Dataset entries
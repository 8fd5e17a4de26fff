use serde::{Deserialize, Serialize};
use serde_json::Value;

use crate::{ratio, FlakeError, TestId};

#[derive(Debug, Clone, Copy, Serialize, Deserialize, Eq, PartialEq, Hash)]
#[serde(rename_all = "snake_case")]
pub enum RunOutcome {
    Passed,
    Failed,
    Skipped,
}

/// Failure counters for one slice of a test's history (an hour, a browser, ...).
#[derive(Debug, Clone, Serialize, Deserialize, Eq, PartialEq)]
pub struct FailureBucket {
    pub key: String,
    pub runs: u64,
    pub failures: u64,
}

impl FailureBucket {
    #[must_use]
    pub fn failure_rate(&self) -> Option<f64> {
        ratio(self.failures, self.runs)
    }
}

#[derive(Debug, Clone, Default, Serialize, Deserialize, Eq, PartialEq)]
#[serde(default)]
pub struct TimeBuckets {
    pub hour_of_day: Vec<FailureBucket>,
    pub day_of_week: Vec<FailureBucket>,
}

impl TimeBuckets {
    pub fn iter(&self) -> impl Iterator<Item = &FailureBucket> {
        self.hour_of_day.iter().chain(self.day_of_week.iter())
    }
}

#[derive(Debug, Clone, Default, Serialize, Deserialize, Eq, PartialEq)]
#[serde(default)]
pub struct EnvironmentBuckets {
    pub environment: Vec<FailureBucket>,
    pub browser: Vec<FailureBucket>,
    pub os: Vec<FailureBucket>,
}

impl EnvironmentBuckets {
    /// Each dimension is compared only against itself.
    #[must_use]
    pub fn dimensions(&self) -> [(&'static str, &[FailureBucket]); 3] {
        [
            ("environment", self.environment.as_slice()),
            ("browser", self.browser.as_slice()),
            ("os", self.os.as_slice()),
        ]
    }
}

/// Immutable snapshot of a test's run history, computed by the remote API.
#[derive(Debug, Clone, Serialize, Deserialize, Eq, PartialEq)]
pub struct TestRunStatistics {
    pub test_id: TestId,
    pub total_runs: u64,
    pub pass_count: u64,
    pub fail_count: u64,
    #[serde(default)]
    pub retry_count: u64,
    #[serde(default)]
    pub passed_on_retry_count: u64,
    /// Oldest first.
    #[serde(default)]
    pub recent_outcomes: Vec<RunOutcome>,
    #[serde(default)]
    pub time_buckets: Option<TimeBuckets>,
    #[serde(default)]
    pub environment_buckets: Option<EnvironmentBuckets>,
}

impl TestRunStatistics {
    /// Validates counter consistency of a fetched snapshot.
    ///
    /// # Errors
    /// Returns [`FlakeError::Validation`] when counters contradict each other.
    pub fn validate(&self) -> Result<(), FlakeError> {
        if self.test_id.as_str().trim().is_empty() {
            return Err(FlakeError::Validation(
                "test_id MUST be a non-empty string".to_string(),
            ));
        }

        if self.pass_count.saturating_add(self.fail_count) > self.total_runs {
            return Err(FlakeError::Validation(format!(
                "{}: pass_count + fail_count MUST be <= total_runs",
                self.test_id
            )));
        }

        if self.passed_on_retry_count > self.retry_count {
            return Err(FlakeError::Validation(format!(
                "{}: passed_on_retry_count MUST be <= retry_count",
                self.test_id
            )));
        }

        let time_buckets = self
            .time_buckets
            .iter()
            .flat_map(|buckets| buckets.iter());
        let environment_buckets = self
            .environment_buckets
            .iter()
            .flat_map(|buckets| {
                buckets
                    .dimensions()
                    .into_iter()
                    .flat_map(|(_, items)| items.iter())
            });

        for bucket in time_buckets.chain(environment_buckets) {
            if bucket.failures > bucket.runs {
                return Err(FlakeError::Validation(format!(
                    "{}: bucket {} has more failures than runs",
                    self.test_id, bucket.key
                )));
            }
        }

        Ok(())
    }

    #[must_use]
    pub fn failure_rate(&self) -> Option<f64> {
        ratio(self.fail_count, self.total_runs)
    }

    /// Decodes and validates a statistics snapshot from JSON.
    ///
    /// Missing optional fields (retry counters, buckets, history) default to
    /// empty.
    ///
    /// # Errors
    /// Returns [`FlakeError::Validation`] when decoding or validation fails.
    pub fn from_json(value: &Value) -> Result<Self, FlakeError> {
        let stats: Self = serde_json::from_value(value.clone()).map_err(|err| {
            FlakeError::Validation(format!("invalid statistics JSON payload: {err}"))
        })?;
        stats.validate()?;
        Ok(stats)
    }
}

#[cfg(test)]
mod tests {
    use super::*;
    use crate::test_support::*;
    use serde_json::json;

    #[test]
    fn optional_fields_default_when_missing() {
        let stats = must_ok(TestRunStatistics::from_json(&json!({
            "test_id": "login/renders",
            "total_runs": 10,
            "pass_count": 8,
            "fail_count": 2
        })));

        assert_eq!(stats.retry_count, 0);
        assert!(stats.recent_outcomes.is_empty());
        assert!(stats.time_buckets.is_none());
        assert!(stats.environment_buckets.is_none());
    }

    #[test]
    fn partial_bucket_objects_are_tolerated() {
        let stats = must_ok(TestRunStatistics::from_json(&json!({
            "test_id": "login/renders",
            "total_runs": 10,
            "pass_count": 8,
            "fail_count": 2,
            "environment_buckets": {
                "browser": [{ "key": "firefox", "runs": 4, "failures": 2 }]
            }
        })));

        let buckets = must_some(stats.environment_buckets);
        assert_eq!(buckets.browser.len(), 1);
        assert!(buckets.os.is_empty());
    }

    #[test]
    fn inconsistent_counters_are_rejected() {
        let mut stats = fixture_stats(10, 4);
        stats.pass_count = 7;
        assert!(stats.validate().is_err());

        let mut stats = fixture_stats(10, 4);
        stats.retry_count = 1;
        stats.passed_on_retry_count = 2;
        assert!(stats.validate().is_err());

        let mut stats = fixture_stats(10, 4);
        stats.time_buckets = Some(TimeBuckets {
            hour_of_day: vec![FailureBucket {
                key: "03".to_string(),
                runs: 1,
                failures: 2,
            }],
            day_of_week: Vec::new(),
        });
        assert!(stats.validate().is_err());
    }
}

Exercise objective
Please output every record exactly as it appears.

Task solution
repository 8fd5e17a4de26fff
use serde::{Deserialize, Serialize};
use serde_json::Value;

use crate::{ratio, FlakeError, TestId};

#[derive(Debug, Clone, Copy, Serialize, Deserialize, Eq, PartialEq, Hash)]
#[serde(rename_all = "snake_case")]
pub enum RunOutcome {
    Passed,
    Failed,
    Skipped,
}

/// Failure counters for one slice of a test's history (an hour, a browser, ...).
#[derive(Debug, Clone, Serialize, Deserialize, Eq, PartialEq)]
pub struct FailureBucket {
    pub key: String,
    pub runs: u64,
    pub failures: u64,
}

impl FailureBucket {
    #[must_use]
    pub fn failure_rate(&self) -> Option<f64> {
        ratio(self.failures, self.runs)
    }
}

#[derive(Debug, Clone, Default, Serialize, Deserialize, Eq, PartialEq)]
#[serde(default)]
pub struct TimeBuckets {
    pub hour_of_day: Vec<FailureBucket>,
    pub day_of_week: Vec<FailureBucket>,
}

impl TimeBuckets {
    pub fn iter(&self) -> impl Iterator<Item = &FailureBucket> {
        self.hour_of_day.iter().chain(self.day_of_week.iter())
    }
}

#[derive(Debug, Clone, Default, Serialize, Deserialize, Eq, PartialEq)]
#[serde(default)]
pub struct EnvironmentBuckets {
    pub environment: Vec<FailureBucket>,
    pub browser: Vec<FailureBucket>,
    pub os: Vec<FailureBucket>,
}

impl EnvironmentBuckets {
    /// Each dimension is compared only against itself.
    #[must_use]
    pub fn dimensions(&self) -> [(&'static str, &[FailureBucket]); 3] {
        [
            ("environment", self.environment.as_slice()),
            ("browser", self.browser.as_slice()),
            ("os", self.os.as_slice()),
        ]
    }
}

/// Immutable snapshot of a test's run history, computed by the remote API.
#[derive(Debug, Clone, Serialize, Deserialize, Eq, PartialEq)]
pub struct TestRunStatistics {
    pub test_id: TestId,
    pub total_runs: u64,
    pub pass_count: u64,
    pub fail_count: u64,
    #[serde(default)]
    pub retry_count: u64,
    #[serde(default)]
    pub passed_on_retry_count: u64,
    /// Oldest first.
    #[serde(default)]
    pub recent_outcomes: Vec<RunOutcome>,
    #[serde(default)]
    pub time_buckets: Option<TimeBuckets>,
    #[serde(default)]
    pub environment_buckets: Option<EnvironmentBuckets>,
}

impl TestRunStatistics {
    /// Validates counter consistency of a fetched snapshot.
    ///
    /// # Errors
    /// Returns [`FlakeError::Validation`] when counters contradict each other.
    pub fn validate(&self) -> Result<(), FlakeError> {
        if self.test_id.as_str().trim().is_empty() {
            return Err(FlakeError::Validation(
                "test_id MUST be a non-empty string".to_string(),
            ));
        }

        if self.pass_count.saturating_add(self.fail_count) > self.total_runs {
            return Err(FlakeError::Validation(format!(
                "{}: pass_count + fail_count MUST be <= total_runs",
                self.test_id
            )));
        }

        if self.passed_on_retry_count > self.retry_count {
            return Err(FlakeError::Validation(format!(
                "{}: passed_on_retry_count MUST be <= retry_count",
                self.test_id
            )));
        }

        let time_buckets = self
            .time_buckets
            .iter()
            .flat_map(|buckets| buckets.iter());
        let environment_buckets = self
            .environment_buckets
            .iter()
            .flat_map(|buckets| {
                buckets
                    .dimensions()
                    .into_iter()
                    .flat_map(|(_, items)| items.iter())
            });

        for bucket in time_buckets.chain(environment_buckets) {
            if bucket.failures > bucket.runs {
                return Err(FlakeError::Validation(format!(
                    "{}: bucket {} has more failures than runs",
                    self.test_id, bucket.key
                )));
            }
        }

        Ok(())
    }

    #[must_use]
    pub fn failure_rate(&self) -> Option<f64> {
        ratio(self.fail_count, self.total_runs)
    }

    /// Decodes and validates a statistics snapshot from JSON.
    ///
    /// Missing optional fields (retry counters, buckets, history) default to
    /// empty.
    ///
    /// # Errors
    /// Returns [`FlakeError::Validation`] when decoding or validation fails.
    pub fn from_json(value: &Value) -> Result<Self, FlakeError> {
        let stats: Self = serde_json::from_value(value.clone()).map_err(|err| {
            FlakeError::Validation(format!("invalid statistics JSON payload: {err}"))
        })?;
        stats.validate()?;
        Ok(stats)
    }
}

#[cfg(test)]
mod tests {
    use super::*;
    use crate::test_support::*;
    use serde_json::json;

    #[test]
    fn optional_fields_default_when_missing() {
        let stats = must_ok(TestRunStatistics::from_json(&json!({
            "test_id": "login/renders",
            "total_runs": 10,
            "pass_count": 8,
            "fail_count": 2
        })));

        assert_eq!(stats.retry_count, 0);
        assert!(stats.recent_outcomes.is_empty());
        assert!(stats.time_buckets.is_none());
        assert!(stats.environment_buckets.is_none());
    }

    #[test]
    fn partial_bucket_objects_are_tolerated() {
        let stats = must_ok(TestRunStatistics::from_json(&json!({
            "test_id": "login/renders",
            "total_runs": 10,
            "pass_count": 8,
            "fail_count": 2,
            "environment_buckets": {
                "browser": [{ "key": "firefox", "runs": 4, "failures": 2 }]
            }
        })));

        let buckets = must_some(stats.environment_buckets);
        assert_eq!(buckets.browser.len(), 1);
        assert!(buckets.os.is_empty());
    }

    #[test]
    fn inconsistent_counters_are_rejected() {
        let mut stats = fixture_stats(10, 4);
        stats.pass_count = 7;
        assert!(stats.validate().is_err());

        let mut stats = fixture_stats(10, 4);
        stats.retry_count = 1;
        stats.passed_on_retry_count = 2;
        assert!(stats.validate().is_err());

        let mut stats = fixture_stats(10, 4);
        stats.time_buckets = Some(TimeBuckets {
            hour_of_day: vec![FailureBucket {
                key: "03".to_string(),
                runs: 1,
                failures: 2,
            }],
            day_of_week: Vec::new(),
        });
        assert!(stats.validate().is_err());
    }
}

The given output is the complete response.